**Directions**
Your answer should hold only the line containing "- Settings loading" and each line that follows it in the listing, copied exactly.

**Information supplied**
use chrono::NaiveDateTime;
use reqwest::{StatusCode, header::HeaderMap};
use serde::{Deserialize, Serialize};
use serde_json::Value;
use std::fmt;

use crate::client::ClientError;

/// Unit system accepted by the `units` query parameter.
#[derive(Debug, Clone, Copy, PartialEq, Eq, Hash)]
pub enum Units {
    Metric,
    Scientific,
    Fahrenheit,
}

impl Units {
    /// Wire code sent to and echoed back by the service.
    pub fn as_str(&self) -> &'static str {
        match self {
            Units::Metric => "m",
            Units::Scientific => "s",
            Units::Fahrenheit => "f",
        }
    }

    pub const fn all() -> &'static [Units] {
        &[Units::Metric, Units::Fahrenheit, Units::Scientific]
    }
}

impl fmt::Display for Units {
    fn fmt(&self, f: &mut fmt::Formatter<'_>) -> fmt::Result {
        f.write_str(self.as_str())
    }
}

impl TryFrom<&str> for Units {
    type Error = anyhow::Error;

    fn try_from(value: &str) -> Result<Self, Self::Error> {
        match value.to_lowercase().as_str() {
            "m" | "metric" => Ok(Units::Metric),
            "s" | "scientific" => Ok(Units::Scientific),
            "f" | "fahrenheit" => Ok(Units::Fahrenheit),
            _ => Err(anyhow::anyhow!(
                "Unknown units '{value}'. Supported units: m (metric), s (scientific), f (fahrenheit)."
            )),
        }
    }
}

/// Parameters for one call to the `current` endpoint.
#[derive(Debug, Clone, PartialEq, Eq)]
pub struct CurrentWeatherRequest {
    pub query: String,
    pub units: Option<Units>,
    pub language: Option<String>,
}

impl CurrentWeatherRequest {
    pub fn new(query: impl Into<String>) -> Self {
        Self { query: query.into(), units: None, language: None }
    }

    pub fn units(mut self, units: Units) -> Self {
        self.units = Some(units);
        self
    }

    pub fn language(mut self, language: impl Into<String>) -> Self {
        self.language = Some(language.into());
        self
    }

    /// Query parameters except `access_key`. `query` is always present, even when empty.
    pub fn query_pairs(&self) -> Vec<(&'static str, &str)> {
        let mut pairs = vec![("query", self.query.as_str())];

        if let Some(units) = self.units {
            pairs.push(("units", units.as_str()));
        }
        if let Some(language) = self.language.as_deref().filter(|l| !l.is_empty()) {
            pairs.push(("language", language));
        }

        pairs
    }
}

/// Raw response as returned by the service. Status and body are not interpreted.
#[derive(Debug, Clone)]
pub struct ApiResponse {
    pub status: StatusCode,
    pub headers: HeaderMap,
    pub body: String,
}

impl ApiResponse {
    pub fn status_code(&self) -> u16 {
        self.status.as_u16()
    }

    /// Header value by case-insensitive name. Non UTF-8 values are returned lossily.
    pub fn header(&self, name: &str) -> Option<String> {
        self.headers
            .get(name)
            .map(|v| String::from_utf8_lossy(v.as_bytes()).into_owned())
    }

    /// Parse the body as JSON.
    pub fn json(&self) -> Result<Value, ClientError> {
        serde_json::from_str(&self.body).map_err(ClientError::InvalidJson)
    }
}

/// Error codes the harness checks for, with their stable type strings.
#[derive(Debug, Clone, Copy, PartialEq, Eq, Hash)]
pub enum ErrorCode {
    InvalidAccessKey,
    MissingQuery,
    RequestFailed,
}

impl ErrorCode {
    pub fn code(&self) -> i64 {
        match self {
            ErrorCode::InvalidAccessKey => 101,
            ErrorCode::MissingQuery => 601,
            ErrorCode::RequestFailed => 615,
        }
    }

    pub fn error_type(&self) -> &'static str {
        match self {
            ErrorCode::InvalidAccessKey => "invalid_access_key",
            ErrorCode::MissingQuery => "missing_query",
            ErrorCode::RequestFailed => "request_failed",
        }
    }

    /// Text the service puts in `error.info`.
    pub fn info(&self) -> &'static str {
        match self {
            ErrorCode::InvalidAccessKey => "You have not supplied a valid API Access Key.",
            ErrorCode::MissingQuery => {
                "Please specify a valid location identifier using the query parameter."
            }
            ErrorCode::RequestFailed => {
                "Your API request failed. Please try again or contact support."
            }
        }
    }

    pub const fn all() -> &'static [ErrorCode] {
        &[ErrorCode::InvalidAccessKey, ErrorCode::MissingQuery, ErrorCode::RequestFailed]
    }

    pub fn from_code(code: i64) -> Option<Self> {
        Self::all().iter().copied().find(|c| c.code() == code)
    }
}

impl fmt::Display for ErrorCode {
    fn fmt(&self, f: &mut fmt::Formatter<'_>) -> fmt::Result {
        write!(f, "{} {}", self.code(), self.error_type())
    }
}

#[derive(Debug, Clone, PartialEq, Eq, Serialize, Deserialize)]
pub struct ErrorDetail {
    pub code: i64,
    #[serde(rename = "type")]
    pub kind: String,
    pub info: String,
}

/// Body returned for application-level failures.
#[derive(Debug, Clone, PartialEq, Eq, Serialize, Deserialize)]
pub struct ErrorPayload {
    pub success: bool,
    pub error: ErrorDetail,
}

impl ErrorPayload {
    pub fn known_code(&self) -> Option<ErrorCode> {
        ErrorCode::from_code(self.error.code)
    }
}

#[derive(Debug, Deserialize)]
struct WsRequest {
    unit: String,
}

#[derive(Debug, Deserialize)]
struct WsLocation {
    name: String,
    country: String,
    localtime: String,
}

#[derive(Debug, Deserialize)]
struct WsCurrent {
    temperature: i64,
    #[serde(default)]
    weather_descriptions: Vec<String>,
}

#[derive(Debug, Deserialize)]
struct WsSuccess {
    request: WsRequest,
    location: WsLocation,
    current: WsCurrent,
}

/// Layout of `location.localtime`, e.g. `2026-10-18 10:43`.
const LOCALTIME_FORMAT: &str = "%Y-%m-%d %H:%M";

/// Human-facing subset of a successful current-weather body.
#[derive(Debug, Clone, PartialEq, Serialize)]
pub struct CurrentWeatherSummary {
    pub location_name: String,
    pub country: String,
    pub local_time: NaiveDateTime,
    pub temperature: i64,
    pub unit: String,
    pub condition: String,
}

impl CurrentWeatherSummary {
    pub fn from_json(body: &Value) -> Result<Self, ClientError> {
        let parsed = WsSuccess::deserialize(body).map_err(ClientError::InvalidJson)?;

        let local_time = NaiveDateTime::parse_from_str(&parsed.location.localtime, LOCALTIME_FORMAT)
            .map_err(|e| {
                ClientError::InvalidJson(serde::de::Error::custom(format!(
                    "location.localtime '{}' is not '{LOCALTIME_FORMAT}': {e}",
                    parsed.location.localtime
                )))
            })?;

        let condition = parsed
            .current
            .weather_descriptions
            .first()
            .cloned()
            .unwrap_or_else(|| "Unknown".to_string());

        Ok(Self {
            location_name: parsed.location.name,
            country: parsed.location.country,
            local_time,
            temperature: parsed.current.temperature,
            unit: parsed.request.unit,
            condition,
        })
    }

    fn temperature_suffix(&self) -> &'static str {
        match self.unit.as_str() {
            "f" => "°F",
            "s" => "K",
            _ => "°C",
        }
    }
}

impl fmt::Display for CurrentWeatherSummary {
    fn fmt(&self, f: &mut fmt::Formatter<'_>) -> fmt::Result {
        write!(
            f,
            "{}, {}: {}{} ({}), local time {}",
            self.location_name,
            self.country,
            self.temperature,
            self.temperature_suffix(),
            self.condition,
            self.local_time.format(LOCALTIME_FORMAT),
        )
    }
}

#[cfg(test)]
mod tests {
    use super::*;
    use reqwest::header::{CONTENT_TYPE, HeaderValue};
    use serde_json::json;

    #[test]
    fn units_as_str_roundtrip() {
        for units in Units::all() {
            let parsed = Units::try_from(units.as_str()).expect("roundtrip should succeed");
            assert_eq!(*units, parsed);
        }
    }

    #[test]
    fn unknown_units_error() {
        let err = Units::try_from("kelvin").unwrap_err();
        assert!(err.to_string().contains("Unknown units"));
    }

    #[test]
    fn query_pairs_keep_empty_query_and_skip_absent_options() {
        let request = CurrentWeatherRequest::new("");
        assert_eq!(request.query_pairs(), vec![("query", "")]);
    }

    #[test]
    fn query_pairs_include_units_and_language() {
        let request = CurrentWeatherRequest::new("Tokyo").units(Units::Fahrenheit).language("de");

        assert_eq!(
            request.query_pairs(),
            vec![("query", "Tokyo"), ("units", "f"), ("language", "de")]
        );
    }

    #[test]
    fn empty_language_is_not_sent() {
        let request = CurrentWeatherRequest::new("Paris").language("");
        assert_eq!(request.query_pairs(), vec![("query", "Paris")]);
    }

    #[test]
    fn header_lookup_ignores_name_case() {
        let mut headers = HeaderMap::new();
        headers.insert(CONTENT_TYPE, HeaderValue::from_static("application/json; Charset=UTF-8"));
        let response = ApiResponse { status: StatusCode::OK, headers, body: String::new() };

        assert_eq!(
            response.header("content-TYPE").as_deref(),
            Some("application/json; Charset=UTF-8")
        );
        assert_eq!(response.header("X-Missing"), None);
    }

    #[test]
    fn non_json_body_is_a_client_error() {
        let response = ApiResponse {
            status: StatusCode::OK,
            headers: HeaderMap::new(),
            body: "<html>oops</html>".into(),
        };

        assert!(matches!(response.json(), Err(ClientError::InvalidJson(_))));
    }

    #[test]
    fn error_codes_pair_with_types() {
        assert_eq!(ErrorCode::from_code(101), Some(ErrorCode::InvalidAccessKey));
        assert_eq!(ErrorCode::from_code(601).map(|c| c.error_type()), Some("missing_query"));
        assert_eq!(ErrorCode::from_code(615).map(|c| c.error_type()), Some("request_failed"));
        assert_eq!(ErrorCode::from_code(404), None);
    }

    #[test]
    fn error_payload_deserializes_type_field() {
        let payload: ErrorPayload = serde_json::from_value(json!({
            "success": false,
            "error": {
                "code": 101,
                "type": "invalid_access_key",
                "info": "You have not supplied a valid API Access Key."
            }
        }))
        .unwrap();

        assert!(!payload.success);
        assert_eq!(payload.error.kind, "invalid_access_key");
        assert_eq!(payload.known_code(), Some(ErrorCode::InvalidAccessKey));
    }

    #[test]
    fn summary_formats_fahrenheit() {
        let body = json!({
            "request": { "unit": "f" },
            "location": { "name": "Tokyo", "country": "Japan", "localtime": "2023-11-14 22:13" },
            "current": { "temperature": 61, "weather_descriptions": ["Sunny"] }
        });

        let summary = CurrentWeatherSummary::from_json(&body).unwrap();

        assert_eq!(summary.to_string(), "Tokyo, Japan: 61°F (Sunny), local time 2023-11-14 22:13");
    }

    #[test]
    fn summary_rejects_malformed_local_time() {
        let body = json!({
            "request": { "unit": "m" },
            "location": { "name": "Tokyo", "country": "Japan", "localtime": "" },
            "current": { "temperature": 16, "weather_descriptions": [] }
        });

        let err = CurrentWeatherSummary::from_json(&body).unwrap_err();
        assert!(err.to_string().contains("location.localtime"), "{err}");
    }

    #[test]
    fn summary_rejects_error_payload() {
        let body = json!({ "success": false, "error": { "code": 601, "type": "missing_query", "info": "" } });
        assert!(CurrentWeatherSummary::from_json(&body).is_err());
    }
}
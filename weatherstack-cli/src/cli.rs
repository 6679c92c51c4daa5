use anyhow::{Context, Result, anyhow};
use clap::{Parser, Subcommand};
use inquire::{Password, Text};
use tracing::debug;
use weatherstack_core::{
    CurrentWeatherRequest, CurrentWeatherSummary, ErrorPayload, Scenario, Schema, Settings,
    SettingsFile, Units, WeatherstackClient, assertions,
};

/// Top-level CLI struct.
#[derive(Debug, Parser)]
#[command(name = "weatherstack", version, about = "Weatherstack API contract checks")]
pub struct Cli {
    /// Log every request and assertion at debug level.
    #[arg(short, long, global = true)]
    pub verbose: bool,

    #[command(subcommand)]
    pub command: Command,
}

#[derive(Debug, Subcommand)]
pub enum Command {
    /// Store base URL and access key in the settings file.
    Configure,

    /// Request current weather for a location.
    Current {
        /// Location query: city name, zip code, IP address, ...
        query: String,

        /// m (metric), s (scientific) or f (fahrenheit).
        #[arg(long, value_parser = parse_units)]
        units: Option<Units>,

        /// Response language, e.g. "de".
        #[arg(long)]
        language: Option<String>,

        /// Print the raw JSON body instead of a summary.
        #[arg(long)]
        raw: bool,
    },

    /// Run the scenario catalogue against the live service.
    Check {
        /// Only run scenarios whose name contains this text.
        #[arg(long)]
        filter: Option<String>,
    },
}

fn parse_units(value: &str) -> Result<Units> {
    Units::try_from(value)
}

impl Cli {
    pub async fn run(self) -> Result<()> {
        match self.command {
            Command::Configure => configure(),
            Command::Current { query, units, language, raw } => {
                let mut request = CurrentWeatherRequest::new(query);
                request.units = units;
                request.language = language;
                current(&request, raw).await
            }
            Command::Check { filter } => check(filter.as_deref()).await,
        }
    }
}

fn connect() -> Result<WeatherstackClient> {
    let settings = Settings::load()?;
    debug!(?settings, "Loaded settings");
    Ok(WeatherstackClient::new(settings))
}

fn configure() -> Result<()> {
    let mut file = SettingsFile::load()?;

    let base_url = Text::new("Base URL:")
        .with_default(file.base_url.as_deref().unwrap_or("http://api.weatherstack.com/"))
        .prompt()
        .context("Failed to read base URL")?;

    let api_key = Password::new("Access key:")
        .without_confirmation()
        .prompt()
        .context("Failed to read access key")?;

    // Reject values the client would refuse later.
    Settings::new(&base_url, api_key.clone())?;

    file.base_url = Some(base_url);
    file.api_key = Some(api_key);
    let path = file.save()?;

    println!("Settings saved to {}", path.display());
    Ok(())
}

async fn current(request: &CurrentWeatherRequest, raw: bool) -> Result<()> {
    let client = connect()?;
    let response = client.get_current_weather(request).await?;

    println!("HTTP {}", response.status_code());

    let body = response.json()?;
    if raw {
        println!("{}", serde_json::to_string_pretty(&body)?);
    }

    if assertions::validate_schema(&body, Schema::CurrentWeather).is_ok() {
        if !raw {
            println!("{}", CurrentWeatherSummary::from_json(&body)?);
        }
        println!("Body conforms to the {} schema.", Schema::CurrentWeather);
        return Ok(());
    }

    match assertions::validate_schema(&body, Schema::Error) {
        Ok(()) => {
            let payload: ErrorPayload = serde_json::from_value(body)?;
            if !raw {
                println!("Error {}: {}", payload.error.code, payload.error.info);
            }
            println!("Body conforms to the {} schema.", Schema::Error);
            Ok(())
        }
        Err(err) => Err(anyhow!("Body matches neither schema: {err}")),
    }
}

async fn check(filter: Option<&str>) -> Result<()> {
    let client = connect()?;

    let scenarios: Vec<Scenario> = Scenario::all()
        .into_iter()
        .filter(|s| filter.is_none_or(|f| s.name().contains(f)))
        .collect();

    if scenarios.is_empty() {
        return Err(anyhow!("No scenario matches the filter."));
    }

    let mut failed = 0;
    for scenario in &scenarios {
        match scenario.run(&client).await {
            Ok(()) => println!("PASS {scenario}"),
            Err(err) => {
                failed += 1;
                println!("FAIL {scenario}\n     {err}");
            }
        }
    }

    println!("\n{} passed, {} failed", scenarios.len() - failed, failed);

    if failed > 0 {
        return Err(anyhow!("{failed} scenario(s) failed"));
    }
    Ok(())
}
use reqwest::{Client, Url};
use thiserror::Error;
use tracing::debug;

use crate::{
    config::{Settings, mask_secret},
    model::{ApiResponse, CurrentWeatherRequest},
};

#[derive(Debug, Error)]
pub enum ClientError {
    /// DNS, connect, TLS or body read failure.
    #[error("Request to Weatherstack failed: {0}")]
    Transport(#[from] reqwest::Error),

    #[error("Response body is not the expected JSON: {0}")]
    InvalidJson(#[source] serde_json::Error),
}

/// Thin client for the Weatherstack `current` endpoint.
///
/// Every call is a single GET with no retries and no timeout of its own.
#[derive(Debug, Clone)]
pub struct WeatherstackClient {
    settings: Settings,
    http: Client,
}

impl WeatherstackClient {
    pub fn new(settings: Settings) -> Self {
        Self { settings, http: Client::new() }
    }

    /// A client that sends `api_key` instead of the configured key.
    /// The connection pool is shared, `self` is left untouched.
    pub fn with_access_key(&self, api_key: impl Into<String>) -> Self {
        Self { settings: self.settings.with_api_key(api_key), http: self.http.clone() }
    }

    pub fn settings(&self) -> &Settings {
        &self.settings
    }

    pub fn current_endpoint(&self) -> String {
        join_endpoint(self.settings.base_url(), "current")
    }

    pub async fn get_current_weather(
        &self,
        request: &CurrentWeatherRequest,
    ) -> Result<ApiResponse, ClientError> {
        let endpoint = self.current_endpoint();
        let params = request.query_pairs();

        debug!(
            endpoint = %endpoint,
            access_key = %mask_secret(self.settings.api_key()),
            ?params,
            "Making GET request"
        );

        let res = self
            .http
            .get(&endpoint)
            .query(&[("access_key", self.settings.api_key())])
            .query(&params)
            .send()
            .await?;

        let status = res.status();
        let headers = res.headers().clone();
        let body = res.text().await?;

        debug!(status = status.as_u16(), body_len = body.len(), "Received response");

        Ok(ApiResponse { status, headers, body })
    }
}

fn join_endpoint(base: &Url, path: &str) -> String {
    format!("{}/{}", base.as_str().trim_end_matches('/'), path)
}

#[cfg(test)]
mod tests {
    use super::*;

    fn client(base_url: &str) -> WeatherstackClient {
        WeatherstackClient::new(Settings::new(base_url, "KEY").unwrap())
    }

    #[test]
    fn endpoint_joins_with_single_slash() {
        assert_eq!(
            client("http://api.weatherstack.com/").current_endpoint(),
            "http://api.weatherstack.com/current"
        );
        assert_eq!(
            client("http://api.weatherstack.com").current_endpoint(),
            "http://api.weatherstack.com/current"
        );
    }

    #[test]
    fn endpoint_keeps_base_path() {
        assert_eq!(
            client("http://localhost:9000/v1/").current_endpoint(),
            "http://localhost:9000/v1/current"
        );
    }

    #[test]
    fn with_access_key_does_not_touch_original() {
        let original = client("http://localhost/");
        let bad = original.with_access_key("invalid_key_123");

        assert_eq!(original.settings().api_key(), "KEY");
        assert_eq!(bad.settings().api_key(), "invalid_key_123");
        assert_eq!(bad.current_endpoint(), original.current_endpoint());
    }

    #[tokio::test]
    async fn connection_refused_surfaces_as_transport_error() {
        // Port 9 (discard) is almost never listening locally.
        let result = client("http://127.0.0.1:9/")
            .get_current_weather(&CurrentWeatherRequest::new("London"))
            .await;

        assert!(matches!(result, Err(ClientError::Transport(_))), "got {result:?}");
    }
}
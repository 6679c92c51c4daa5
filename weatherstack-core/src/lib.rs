//! Core library for Weatherstack API contract testing.
//!
//! This crate defines:
//! - Settings loading (environment, `.env`, settings file)
//! - A thin client for the `current` endpoint
//! - JSON schemas for success and error bodies
//! - Assertions and the scenario catalogue built on top of them
//!
//! It is used by `weatherstack-cli` and by the integration tests in `tests/`.

pub mod assertions;
pub mod client;
pub mod config;
pub mod model;
pub mod scenario;
pub mod schema;

pub use assertions::{AssertionError, JsonType};
pub use client::{ClientError, WeatherstackClient};
pub use config::{Settings, SettingsError, SettingsFile};
pub use model::{
    ApiResponse, CurrentWeatherRequest, CurrentWeatherSummary, ErrorCode, ErrorPayload, Units,
};
pub use scenario::{Scenario, ScenarioError};
pub use schema::Schema;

**Task answer**
//! - Settings loading (environment, `.env`, settings file)
//! - A thin client for the `current` endpoint
//! - JSON schemas for success and error bodies
//! - Assertions and the scenario catalogue built on top of them
//!
//! It is used by `weatherstack-cli` and by the integration tests in `tests/`.

pub mod assertions;
pub mod client;
pub mod config;
pub mod model;
pub mod scenario;
pub mod schema;

pub use assertions::{AssertionError, JsonType};
pub use client::{ClientError, WeatherstackClient};
pub use config::{Settings, SettingsError, SettingsFile};
pub use model::{
    ApiResponse, CurrentWeatherRequest, CurrentWeatherSummary, ErrorCode, ErrorPayload, Units,
};
pub use scenario::{Scenario, ScenarioError};
pub use schema::Schema;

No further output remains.